# HOW TO COMPLETE THIS TASK:
From the entries below, extract every line that includes the word "products".

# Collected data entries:

++++++++++++++++++++

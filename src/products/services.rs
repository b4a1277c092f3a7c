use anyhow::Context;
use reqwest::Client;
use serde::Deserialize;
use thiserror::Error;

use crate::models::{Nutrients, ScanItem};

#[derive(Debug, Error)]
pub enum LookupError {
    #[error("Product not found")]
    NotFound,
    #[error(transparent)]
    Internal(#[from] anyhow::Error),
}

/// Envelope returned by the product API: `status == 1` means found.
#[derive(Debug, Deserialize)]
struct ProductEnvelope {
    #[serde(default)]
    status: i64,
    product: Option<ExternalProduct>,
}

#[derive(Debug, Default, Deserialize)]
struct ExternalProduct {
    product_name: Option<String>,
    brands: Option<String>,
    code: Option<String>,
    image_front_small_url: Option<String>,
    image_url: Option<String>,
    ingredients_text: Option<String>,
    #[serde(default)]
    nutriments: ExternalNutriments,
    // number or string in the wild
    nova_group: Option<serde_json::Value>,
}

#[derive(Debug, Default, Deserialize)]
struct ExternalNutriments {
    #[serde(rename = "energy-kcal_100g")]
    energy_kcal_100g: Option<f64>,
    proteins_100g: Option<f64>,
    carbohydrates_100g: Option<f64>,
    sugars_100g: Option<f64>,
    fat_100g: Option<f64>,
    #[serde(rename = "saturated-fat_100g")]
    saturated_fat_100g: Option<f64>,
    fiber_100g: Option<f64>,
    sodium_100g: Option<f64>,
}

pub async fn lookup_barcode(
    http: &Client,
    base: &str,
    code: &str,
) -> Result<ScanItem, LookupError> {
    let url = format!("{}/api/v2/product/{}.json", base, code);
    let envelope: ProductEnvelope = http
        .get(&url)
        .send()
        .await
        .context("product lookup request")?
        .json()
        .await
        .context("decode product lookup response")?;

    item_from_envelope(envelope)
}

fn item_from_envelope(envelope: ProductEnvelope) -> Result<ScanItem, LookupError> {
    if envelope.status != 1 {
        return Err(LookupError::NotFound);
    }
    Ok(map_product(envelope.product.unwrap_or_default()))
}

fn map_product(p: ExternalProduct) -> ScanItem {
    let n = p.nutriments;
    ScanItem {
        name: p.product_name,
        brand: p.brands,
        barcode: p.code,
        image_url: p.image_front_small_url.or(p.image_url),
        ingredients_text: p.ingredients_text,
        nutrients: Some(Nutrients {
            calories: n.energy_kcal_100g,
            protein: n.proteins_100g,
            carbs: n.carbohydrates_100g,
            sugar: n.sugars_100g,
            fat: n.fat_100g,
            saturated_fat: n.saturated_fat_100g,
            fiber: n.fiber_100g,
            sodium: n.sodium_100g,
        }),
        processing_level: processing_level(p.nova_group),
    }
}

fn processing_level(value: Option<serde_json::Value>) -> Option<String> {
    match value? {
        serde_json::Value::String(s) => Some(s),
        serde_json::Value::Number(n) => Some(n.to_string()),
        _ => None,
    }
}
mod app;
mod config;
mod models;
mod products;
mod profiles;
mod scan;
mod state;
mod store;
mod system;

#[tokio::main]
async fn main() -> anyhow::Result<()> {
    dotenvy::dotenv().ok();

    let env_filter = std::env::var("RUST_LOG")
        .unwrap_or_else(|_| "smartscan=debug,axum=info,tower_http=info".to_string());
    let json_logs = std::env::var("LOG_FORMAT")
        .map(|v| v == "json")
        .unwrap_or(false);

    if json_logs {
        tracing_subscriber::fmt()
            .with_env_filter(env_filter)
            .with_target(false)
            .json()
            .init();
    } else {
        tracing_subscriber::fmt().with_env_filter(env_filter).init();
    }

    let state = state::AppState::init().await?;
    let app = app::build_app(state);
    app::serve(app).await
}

++++++++++++++++++++

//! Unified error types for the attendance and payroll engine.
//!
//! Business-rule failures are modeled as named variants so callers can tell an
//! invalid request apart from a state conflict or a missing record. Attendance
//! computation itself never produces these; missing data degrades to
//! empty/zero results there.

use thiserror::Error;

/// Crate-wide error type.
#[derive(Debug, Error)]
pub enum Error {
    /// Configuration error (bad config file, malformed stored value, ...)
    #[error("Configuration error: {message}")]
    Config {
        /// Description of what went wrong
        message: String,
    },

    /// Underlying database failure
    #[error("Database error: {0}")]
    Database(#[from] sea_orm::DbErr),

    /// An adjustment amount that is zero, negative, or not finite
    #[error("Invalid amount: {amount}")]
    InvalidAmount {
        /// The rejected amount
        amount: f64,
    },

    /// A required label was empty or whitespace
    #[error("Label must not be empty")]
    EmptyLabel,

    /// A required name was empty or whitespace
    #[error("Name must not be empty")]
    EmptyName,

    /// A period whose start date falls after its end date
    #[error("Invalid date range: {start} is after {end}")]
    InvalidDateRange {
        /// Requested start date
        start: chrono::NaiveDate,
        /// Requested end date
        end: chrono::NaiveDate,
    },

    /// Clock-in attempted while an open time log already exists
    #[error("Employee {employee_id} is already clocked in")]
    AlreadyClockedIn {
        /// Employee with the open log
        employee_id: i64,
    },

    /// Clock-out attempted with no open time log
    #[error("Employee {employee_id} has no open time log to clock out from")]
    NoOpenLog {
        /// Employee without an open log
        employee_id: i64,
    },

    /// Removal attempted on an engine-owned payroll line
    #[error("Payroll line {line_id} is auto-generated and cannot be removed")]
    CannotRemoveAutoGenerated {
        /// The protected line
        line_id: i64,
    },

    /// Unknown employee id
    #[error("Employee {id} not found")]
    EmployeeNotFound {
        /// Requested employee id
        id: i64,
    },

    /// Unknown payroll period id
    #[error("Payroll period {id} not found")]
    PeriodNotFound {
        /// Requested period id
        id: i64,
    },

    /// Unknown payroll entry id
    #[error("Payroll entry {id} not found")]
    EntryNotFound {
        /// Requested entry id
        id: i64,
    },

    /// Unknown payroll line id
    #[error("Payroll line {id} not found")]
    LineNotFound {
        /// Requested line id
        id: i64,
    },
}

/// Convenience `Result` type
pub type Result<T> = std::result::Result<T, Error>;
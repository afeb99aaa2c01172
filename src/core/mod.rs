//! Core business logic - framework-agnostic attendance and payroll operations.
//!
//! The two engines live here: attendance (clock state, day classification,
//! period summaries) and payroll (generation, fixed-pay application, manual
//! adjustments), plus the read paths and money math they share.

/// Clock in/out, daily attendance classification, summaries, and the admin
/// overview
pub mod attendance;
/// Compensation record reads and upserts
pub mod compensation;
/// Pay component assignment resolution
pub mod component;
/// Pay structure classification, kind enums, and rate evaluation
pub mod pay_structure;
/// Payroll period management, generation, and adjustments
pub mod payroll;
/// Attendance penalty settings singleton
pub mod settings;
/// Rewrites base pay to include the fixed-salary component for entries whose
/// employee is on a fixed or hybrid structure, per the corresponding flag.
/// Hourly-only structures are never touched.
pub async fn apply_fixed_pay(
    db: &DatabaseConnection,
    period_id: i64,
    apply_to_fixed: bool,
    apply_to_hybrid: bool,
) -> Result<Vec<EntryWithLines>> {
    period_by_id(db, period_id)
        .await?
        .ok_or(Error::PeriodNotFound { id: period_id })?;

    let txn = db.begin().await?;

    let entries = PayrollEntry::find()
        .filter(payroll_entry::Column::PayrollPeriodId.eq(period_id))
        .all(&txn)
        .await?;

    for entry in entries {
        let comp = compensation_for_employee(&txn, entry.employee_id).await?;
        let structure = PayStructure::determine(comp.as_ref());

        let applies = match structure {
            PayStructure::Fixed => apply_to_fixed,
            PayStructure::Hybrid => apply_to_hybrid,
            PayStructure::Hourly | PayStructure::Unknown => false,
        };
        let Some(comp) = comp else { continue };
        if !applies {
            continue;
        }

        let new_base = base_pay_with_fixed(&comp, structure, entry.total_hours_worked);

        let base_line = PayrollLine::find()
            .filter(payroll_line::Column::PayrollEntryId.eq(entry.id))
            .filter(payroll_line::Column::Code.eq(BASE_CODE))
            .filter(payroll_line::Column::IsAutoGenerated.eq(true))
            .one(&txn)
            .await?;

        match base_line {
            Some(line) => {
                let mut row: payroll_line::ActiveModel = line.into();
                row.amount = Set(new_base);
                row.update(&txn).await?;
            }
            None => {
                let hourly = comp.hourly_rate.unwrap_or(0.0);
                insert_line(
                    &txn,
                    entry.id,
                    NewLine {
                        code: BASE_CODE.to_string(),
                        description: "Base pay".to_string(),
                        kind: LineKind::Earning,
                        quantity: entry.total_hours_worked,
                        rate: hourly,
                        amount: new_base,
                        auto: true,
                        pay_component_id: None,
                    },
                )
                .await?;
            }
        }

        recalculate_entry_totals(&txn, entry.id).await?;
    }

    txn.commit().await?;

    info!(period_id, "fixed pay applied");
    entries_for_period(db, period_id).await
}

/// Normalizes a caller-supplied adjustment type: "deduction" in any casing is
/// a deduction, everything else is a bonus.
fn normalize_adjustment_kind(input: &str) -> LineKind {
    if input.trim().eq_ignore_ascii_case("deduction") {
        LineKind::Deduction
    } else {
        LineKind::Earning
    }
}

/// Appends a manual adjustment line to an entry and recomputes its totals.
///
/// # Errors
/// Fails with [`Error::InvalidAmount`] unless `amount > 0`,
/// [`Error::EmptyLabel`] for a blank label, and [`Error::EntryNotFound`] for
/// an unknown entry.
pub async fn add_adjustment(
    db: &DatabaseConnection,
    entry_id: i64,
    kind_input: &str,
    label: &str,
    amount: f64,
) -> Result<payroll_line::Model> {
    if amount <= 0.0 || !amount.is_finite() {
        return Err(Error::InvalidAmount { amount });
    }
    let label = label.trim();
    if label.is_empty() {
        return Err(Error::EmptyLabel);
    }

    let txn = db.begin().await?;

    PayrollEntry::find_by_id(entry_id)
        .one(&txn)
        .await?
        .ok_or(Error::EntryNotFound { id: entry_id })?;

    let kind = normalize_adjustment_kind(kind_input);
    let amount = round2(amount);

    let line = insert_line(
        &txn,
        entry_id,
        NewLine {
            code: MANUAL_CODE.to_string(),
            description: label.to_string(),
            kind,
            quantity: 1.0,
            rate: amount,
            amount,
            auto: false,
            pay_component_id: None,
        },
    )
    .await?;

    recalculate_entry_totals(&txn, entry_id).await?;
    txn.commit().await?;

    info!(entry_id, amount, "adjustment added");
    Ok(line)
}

++++++++++++++++++++

# ANSWER SECTION:
filename src/products/services.rs
mod products;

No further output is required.